La madre de la pequeña regresó al poco tiempo y se sentó junto a ella, esperando su turno de entrar. No mucho después de quince minutos y algunos extraños gritos de terror, finalmente el chico rubio y la mujer salieron, con ella luciendo bastante feliz.

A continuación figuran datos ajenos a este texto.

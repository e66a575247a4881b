//! tx-sender - sign and broadcast NEAR transactions from the command line
//!
//! Loads account and node settings from a TOML file (plus `.env` and
//! `NEAR_*` environment overrides), signs with the configured key and prints
//! the final execution outcome as JSON.

// Compiler warning configuration
#![deny(unused_imports)]
#![deny(unused_mut)]
#![deny(unused_variables)]
#![warn(unused_must_use)]

use anyhow::{Context, Result};
use clap::{Parser, Subcommand};
use tracing::{info, warn};
use tracing_subscriber::{layer::SubscriberExt, util::SubscriberInitExt};

use tx_sender::types::Action;
use tx_sender::{SendOptions, SenderConfig, TransactionSender};

/// 30 Tgas
const DEFAULT_GAS: u64 = 30_000_000_000_000;

/// Command line arguments
#[derive(Parser, Debug)]
#[command(author, version, about, long_about = None)]
struct Args {
    /// Path to configuration file
    #[arg(short, long, default_value = "config.toml", global = true)]
    config: String,

    /// Enable verbose logging
    #[arg(short, long, global = true)]
    verbose: bool,

    /// Print failed outcomes instead of exiting with an error
    #[arg(long, global = true)]
    return_error: bool,

    #[command(subcommand)]
    command: Command,
}

#[derive(Subcommand, Debug)]
enum Command {
    /// Show the access key the configured signer would use
    AccessKey,

    /// Transfer yoctoNEAR to another account
    Transfer {
        #[arg(long)]
        receiver: String,

        /// Amount in yoctoNEAR
        #[arg(long)]
        amount: u128,
    },

    /// Call a contract method
    Call {
        #[arg(long)]
        receiver: String,

        #[arg(long)]
        method: String,

        /// JSON arguments
        #[arg(long, default_value = "{}")]
        args: String,

        #[arg(long, default_value_t = DEFAULT_GAS)]
        gas: u64,

        /// Attached deposit in yoctoNEAR
        #[arg(long, default_value_t = 0)]
        deposit: u128,
    },
}

#[tokio::main]
async fn main() -> Result<()> {
    let args = Args::parse();

    init_logging(args.verbose)?;

    info!("Version: {}", env!("CARGO_PKG_VERSION"));
    let config = load_config(&args.config)?;
    let sender = TransactionSender::from_config(&config).context("Failed to create sender")?;
    info!(
        account_id = %sender.account_id(),
        network_id = %sender.network_id(),
        rpc_url = %config.rpc.url,
        "Sender ready"
    );

    match args.command {
        Command::AccessKey => {
            match sender
                .find_access_key(sender.account_id(), &[])
                .await
                .context("Failed to resolve access key")?
            {
                Some(resolved) => {
                    let view = serde_json::json!({
                        "public_key": resolved.public_key.to_string(),
                        "access_key": resolved.access_key,
                    });
                    println!("{}", serde_json::to_string_pretty(&view)?);
                }
                None => println!(
                    "no matching key for {} on {}",
                    sender.account_id(),
                    sender.network_id()
                ),
            }
        }
        Command::Transfer { receiver, amount } => {
            let options = SendOptions::new(receiver, vec![Action::transfer(amount)])
                .return_error(args.return_error);
            send(&sender, options).await?;
        }
        Command::Call {
            receiver,
            method,
            args: call_args,
            gas,
            deposit,
        } => {
            let parsed: serde_json::Value = serde_json::from_str(&call_args)
                .with_context(|| format!("--args is not valid JSON: {}", call_args))?;
            let action = Action::function_call(method, serde_json::to_vec(&parsed)?, gas, deposit);
            let options = SendOptions::new(receiver, vec![action]).return_error(args.return_error);
            send(&sender, options).await?;
        }
    }

    Ok(())
}

async fn send(sender: &TransactionSender, options: SendOptions) -> Result<()> {
    let receiver_id = options.receiver_id.clone();
    let outcome = sender
        .sign_and_send_transaction(options)
        .await
        .with_context(|| format!("Transaction to {} failed", receiver_id))?;
    if outcome.is_failure() {
        warn!(transaction_id = %outcome.transaction_outcome.id, "Transaction executed with a failure");
    }
    println!("{}", serde_json::to_string_pretty(&outcome)?);
    Ok(())
}

/// Initialize logging system
fn init_logging(verbose: bool) -> Result<()> {
    let env_filter = if verbose {
        "tx_sender=debug,info"
    } else {
        "tx_sender=info,warn"
    };

    tracing_subscriber::registry()
        .with(
            tracing_subscriber::EnvFilter::try_from_default_env()
                .unwrap_or_else(|_| env_filter.into()),
        )
        .with(tracing_subscriber::fmt::layer().with_target(true))
        .init();

    Ok(())
}

/// Load configuration from file with fallback to defaults
fn load_config(path: &str) -> Result<SenderConfig> {
    if std::path::Path::new(path).exists() {
        SenderConfig::from_file_with_env(path)
            .with_context(|| format!("Failed to load config from {}", path))
    } else {
        warn!("Config file '{}' not found, using defaults", path);
        Ok(SenderConfig::from_env())
    }
}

—Estoy orgullosa de ti, Naruto. Es la primera vez que no intentas morder al doctor y correr por toda la habitación gritando como loco. O sea, si gritaste, ttebane, pero esta vez no ha venido la policía...

Aunque estaba siendo felicitado, el chico no parecía muy feliz. Continuo caminando, ignorando a la mujer y se paró frente a la niña de antes.

—Quiero mi dulce, ¡dattebayo!

La pequeña asintió.

Bajó de su asiento ante la mirada curiosa de las dos mujeres que no entendían de lo que hablaban y besó la mejilla de Naruto con un sonoro gesto cariñoso. Aunque al principio el pequeño lució ligeramente conmocionado, reaccionó muy rápido, sonrojado y emocionado, aceptando felizmente su regalo.

—¡Tenías razón, es dulce! —exclamó con una sonrisa.

Las madres de ambos les observaron en silencio, asombradas, para luego mirarse entre sí y luego soltarse a reír a carcajadas.

—¿Intercambiamos números? Podría necesitar otro "dulce" para que mi Naruto se comporte.

—Por supuesto, Soy Hana Hyuuga.

—¡Lo siento, ttebane! Olvide decir mi nombre, soy Kushina Uzumaki.

OoOoO

Notas de Kou: Estuve tentada a partilo en dos partes, pero mejor no. No estoy segura si agregar toda al descripción que le puse haya arruinado lo lindo y sencillo que era la micro idea original.